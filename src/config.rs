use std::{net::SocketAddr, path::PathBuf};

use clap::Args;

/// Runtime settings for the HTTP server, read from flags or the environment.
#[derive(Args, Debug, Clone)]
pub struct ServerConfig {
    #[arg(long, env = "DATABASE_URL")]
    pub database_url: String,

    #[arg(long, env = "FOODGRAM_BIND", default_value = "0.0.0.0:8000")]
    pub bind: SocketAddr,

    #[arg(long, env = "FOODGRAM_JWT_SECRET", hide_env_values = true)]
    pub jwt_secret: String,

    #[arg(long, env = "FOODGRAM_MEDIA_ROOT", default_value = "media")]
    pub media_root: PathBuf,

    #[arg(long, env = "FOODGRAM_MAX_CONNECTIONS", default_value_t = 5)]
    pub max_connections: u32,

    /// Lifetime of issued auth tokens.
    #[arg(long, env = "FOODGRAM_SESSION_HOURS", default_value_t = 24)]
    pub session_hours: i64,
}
---
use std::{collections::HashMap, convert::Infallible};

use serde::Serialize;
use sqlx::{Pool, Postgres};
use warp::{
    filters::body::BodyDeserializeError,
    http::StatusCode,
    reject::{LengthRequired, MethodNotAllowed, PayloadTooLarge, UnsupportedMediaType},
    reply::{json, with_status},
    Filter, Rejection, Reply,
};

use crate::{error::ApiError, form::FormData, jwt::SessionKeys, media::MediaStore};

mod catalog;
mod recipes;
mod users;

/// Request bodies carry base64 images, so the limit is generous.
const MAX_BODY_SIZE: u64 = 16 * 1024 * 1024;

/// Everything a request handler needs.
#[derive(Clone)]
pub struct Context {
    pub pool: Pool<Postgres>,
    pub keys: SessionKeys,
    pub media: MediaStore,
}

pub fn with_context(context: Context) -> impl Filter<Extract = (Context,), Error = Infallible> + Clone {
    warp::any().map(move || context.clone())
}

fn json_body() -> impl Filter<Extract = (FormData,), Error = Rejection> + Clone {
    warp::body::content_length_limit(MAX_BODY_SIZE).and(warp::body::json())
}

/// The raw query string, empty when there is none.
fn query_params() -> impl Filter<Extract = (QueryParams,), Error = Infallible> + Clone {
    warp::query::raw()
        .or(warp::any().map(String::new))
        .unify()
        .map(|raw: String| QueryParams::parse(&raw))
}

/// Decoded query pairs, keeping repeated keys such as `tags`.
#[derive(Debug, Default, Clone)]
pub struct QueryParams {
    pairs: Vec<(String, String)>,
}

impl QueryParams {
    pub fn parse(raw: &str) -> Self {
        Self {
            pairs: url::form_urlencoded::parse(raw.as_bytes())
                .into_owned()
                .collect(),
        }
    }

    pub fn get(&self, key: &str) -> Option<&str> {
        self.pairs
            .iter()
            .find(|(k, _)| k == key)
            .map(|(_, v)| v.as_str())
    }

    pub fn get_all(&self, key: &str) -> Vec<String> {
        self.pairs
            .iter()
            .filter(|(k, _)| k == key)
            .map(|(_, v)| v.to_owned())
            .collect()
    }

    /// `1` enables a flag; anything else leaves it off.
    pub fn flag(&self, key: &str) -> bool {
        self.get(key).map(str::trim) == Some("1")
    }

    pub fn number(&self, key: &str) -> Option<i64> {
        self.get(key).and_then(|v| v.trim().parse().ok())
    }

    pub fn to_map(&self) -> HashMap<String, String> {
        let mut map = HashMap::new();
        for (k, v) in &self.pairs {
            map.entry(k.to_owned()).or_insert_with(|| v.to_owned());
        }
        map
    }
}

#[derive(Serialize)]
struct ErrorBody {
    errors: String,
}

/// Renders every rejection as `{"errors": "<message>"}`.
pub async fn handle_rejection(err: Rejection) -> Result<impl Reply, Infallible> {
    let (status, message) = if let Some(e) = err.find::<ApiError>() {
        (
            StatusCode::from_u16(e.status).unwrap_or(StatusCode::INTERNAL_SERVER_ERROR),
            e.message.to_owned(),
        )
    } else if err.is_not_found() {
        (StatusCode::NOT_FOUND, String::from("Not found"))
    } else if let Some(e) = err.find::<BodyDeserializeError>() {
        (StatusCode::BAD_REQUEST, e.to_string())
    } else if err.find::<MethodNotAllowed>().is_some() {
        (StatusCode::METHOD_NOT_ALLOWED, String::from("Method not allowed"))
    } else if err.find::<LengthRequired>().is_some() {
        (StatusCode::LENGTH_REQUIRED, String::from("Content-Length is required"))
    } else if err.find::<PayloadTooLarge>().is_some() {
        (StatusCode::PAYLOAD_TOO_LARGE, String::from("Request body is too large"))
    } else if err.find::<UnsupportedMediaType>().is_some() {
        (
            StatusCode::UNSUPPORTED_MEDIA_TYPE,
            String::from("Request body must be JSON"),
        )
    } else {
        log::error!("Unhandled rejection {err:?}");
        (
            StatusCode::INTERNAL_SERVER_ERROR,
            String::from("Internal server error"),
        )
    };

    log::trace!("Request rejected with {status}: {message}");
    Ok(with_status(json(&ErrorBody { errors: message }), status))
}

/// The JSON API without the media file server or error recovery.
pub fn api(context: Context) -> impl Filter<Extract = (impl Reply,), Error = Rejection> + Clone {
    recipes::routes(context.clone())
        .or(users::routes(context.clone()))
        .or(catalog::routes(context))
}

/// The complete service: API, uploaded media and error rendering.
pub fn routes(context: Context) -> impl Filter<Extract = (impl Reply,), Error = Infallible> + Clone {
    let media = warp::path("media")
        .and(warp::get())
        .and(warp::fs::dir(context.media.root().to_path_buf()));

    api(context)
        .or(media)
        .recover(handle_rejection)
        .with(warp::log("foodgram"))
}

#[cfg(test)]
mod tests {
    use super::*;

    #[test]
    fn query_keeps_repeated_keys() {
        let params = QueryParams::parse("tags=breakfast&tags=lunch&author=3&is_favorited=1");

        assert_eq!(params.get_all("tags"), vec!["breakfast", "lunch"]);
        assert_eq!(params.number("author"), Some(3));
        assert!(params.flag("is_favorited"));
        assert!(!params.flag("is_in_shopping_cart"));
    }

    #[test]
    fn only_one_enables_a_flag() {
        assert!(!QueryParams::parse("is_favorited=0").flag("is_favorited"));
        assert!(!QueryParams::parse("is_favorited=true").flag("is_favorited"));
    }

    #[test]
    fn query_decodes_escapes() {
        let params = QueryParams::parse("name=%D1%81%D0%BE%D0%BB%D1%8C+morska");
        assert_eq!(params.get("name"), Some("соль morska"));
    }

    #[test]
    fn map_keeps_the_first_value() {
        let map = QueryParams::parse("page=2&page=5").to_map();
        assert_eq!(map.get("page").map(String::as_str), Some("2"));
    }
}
...
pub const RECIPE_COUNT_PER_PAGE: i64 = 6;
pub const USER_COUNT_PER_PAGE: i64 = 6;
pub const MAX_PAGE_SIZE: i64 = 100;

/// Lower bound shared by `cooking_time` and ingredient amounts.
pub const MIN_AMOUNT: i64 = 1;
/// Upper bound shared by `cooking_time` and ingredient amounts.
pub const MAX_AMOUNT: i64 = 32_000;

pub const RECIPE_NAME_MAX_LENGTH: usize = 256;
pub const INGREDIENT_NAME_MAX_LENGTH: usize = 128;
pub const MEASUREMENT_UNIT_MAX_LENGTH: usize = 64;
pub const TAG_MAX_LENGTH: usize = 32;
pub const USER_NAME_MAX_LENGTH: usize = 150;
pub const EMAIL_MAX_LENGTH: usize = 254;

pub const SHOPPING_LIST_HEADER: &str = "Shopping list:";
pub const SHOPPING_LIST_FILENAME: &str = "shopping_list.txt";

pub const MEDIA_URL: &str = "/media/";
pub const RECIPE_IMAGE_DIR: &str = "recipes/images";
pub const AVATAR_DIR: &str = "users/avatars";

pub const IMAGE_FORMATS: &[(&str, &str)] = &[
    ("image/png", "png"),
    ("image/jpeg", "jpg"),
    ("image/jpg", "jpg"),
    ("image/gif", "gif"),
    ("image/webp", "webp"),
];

**TASK:**
Within the data, tally each line containing the string "Args". Answer with the number by itself.

**RESPONSE TO THIS EXERCISE:**
2